[Start of section]
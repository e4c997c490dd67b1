// src/infrastructure/security/claims.rs
use crate::application::{
    dto::AuthenticatedUser,
    error::{ApplicationError, ApplicationResult},
};
use crate::domain::user::UserId;
use biscuit_auth::builder::{Fact, Predicate, Term};
use chrono::{DateTime, Utc};
use std::time::{Duration, SystemTime, UNIX_EPOCH};

/// Rebuild the caller identity from the facts carried by a verified token.
pub fn parse_claims(facts: Vec<Fact>) -> ApplicationResult<AuthenticatedUser> {
    let ctx = ClaimsContext::from_facts(facts);

    let user_id = ctx
        .user_id
        .ok_or_else(|| ApplicationError::unauthorized("missing user id"))?;
    let username = ctx
        .username
        .ok_or_else(|| ApplicationError::unauthorized("missing username"))?;
    let is_admin = ctx
        .is_admin
        .ok_or_else(|| ApplicationError::unauthorized("missing admin flag"))?;
    let issued_at = ctx
        .issued_at
        .ok_or_else(|| ApplicationError::unauthorized("missing issued_at"))?;
    let expires_at = ctx
        .expires_at
        .ok_or_else(|| ApplicationError::unauthorized("missing expires_at"))?;

    let id = UserId::new(user_id).map_err(|_| ApplicationError::unauthorized("invalid user id"))?;

    Ok(AuthenticatedUser {
        id,
        username,
        is_admin,
        issued_at: DateTime::<Utc>::from(issued_at),
        expires_at: DateTime::<Utc>::from(expires_at),
    })
}

#[derive(Default)]
struct ClaimsContext {
    user_id: Option<i64>,
    username: Option<String>,
    is_admin: Option<bool>,
    issued_at: Option<SystemTime>,
    expires_at: Option<SystemTime>,
}

impl ClaimsContext {
    fn from_facts(facts: Vec<Fact>) -> Self {
        let mut ctx = ClaimsContext::default();
        for fact in facts {
            ctx.apply(&fact.predicate);
        }
        ctx
    }

    fn apply(&mut self, predicate: &Predicate) {
        match (predicate.name.as_str(), predicate.terms.as_slice()) {
            ("user", [Term::Integer(id), Term::Str(name)]) => {
                self.user_id = Some(*id);
                self.username = Some(name.clone());
            }
            ("admin", [Term::Bool(flag)]) => self.is_admin = Some(*flag),
            ("issued_at", [Term::Date(seconds)]) => {
                self.issued_at = Some(UNIX_EPOCH + Duration::from_secs(*seconds));
            }
            ("expires_at", [Term::Date(seconds)]) => {
                self.expires_at = Some(UNIX_EPOCH + Duration::from_secs(*seconds));
            }
            _ => {}
        }
    }
}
[End of section]
Repeat every line of the material exactly.

repository e4c997c490dd67b1
// src/infrastructure/security/claims.rs
use crate::application::{
    dto::AuthenticatedUser,
    error::{ApplicationError, ApplicationResult},
};
use crate::domain::user::UserId;
use biscuit_auth::builder::{Fact, Predicate, Term};
use chrono::{DateTime, Utc};
use std::time::{Duration, SystemTime, UNIX_EPOCH};

/// Rebuild the caller identity from the facts carried by a verified token.
pub fn parse_claims(facts: Vec<Fact>) -> ApplicationResult<AuthenticatedUser> {
    let ctx = ClaimsContext::from_facts(facts);

    let user_id = ctx
        .user_id
        .ok_or_else(|| ApplicationError::unauthorized("missing user id"))?;
    let username = ctx
        .username
        .ok_or_else(|| ApplicationError::unauthorized("missing username"))?;
    let is_admin = ctx
        .is_admin
        .ok_or_else(|| ApplicationError::unauthorized("missing admin flag"))?;
    let issued_at = ctx
        .issued_at
        .ok_or_else(|| ApplicationError::unauthorized("missing issued_at"))?;
    let expires_at = ctx
        .expires_at
        .ok_or_else(|| ApplicationError::unauthorized("missing expires_at"))?;

    let id = UserId::new(user_id).map_err(|_| ApplicationError::unauthorized("invalid user id"))?;

    Ok(AuthenticatedUser {
        id,
        username,
        is_admin,
        issued_at: DateTime::<Utc>::from(issued_at),
        expires_at: DateTime::<Utc>::from(expires_at),
    })
}

#[derive(Default)]
struct ClaimsContext {
    user_id: Option<i64>,
    username: Option<String>,
    is_admin: Option<bool>,
    issued_at: Option<SystemTime>,
    expires_at: Option<SystemTime>,
}

impl ClaimsContext {
    fn from_facts(facts: Vec<Fact>) -> Self {
        let mut ctx = ClaimsContext::default();
        for fact in facts {
            ctx.apply(&fact.predicate);
        }
        ctx
    }

    fn apply(&mut self, predicate: &Predicate) {
        match (predicate.name.as_str(), predicate.terms.as_slice()) {
            ("user", [Term::Integer(id), Term::Str(name)]) => {
                self.user_id = Some(*id);
                self.username = Some(name.clone());
            }
            ("admin", [Term::Bool(flag)]) => self.is_admin = Some(*flag),
            ("issued_at", [Term::Date(seconds)]) => {
                self.issued_at = Some(UNIX_EPOCH + Duration::from_secs(*seconds));
            }
            ("expires_at", [Term::Date(seconds)]) => {
                self.expires_at = Some(UNIX_EPOCH + Duration::from_secs(*seconds));
            }
            _ => {}
        }
    }
}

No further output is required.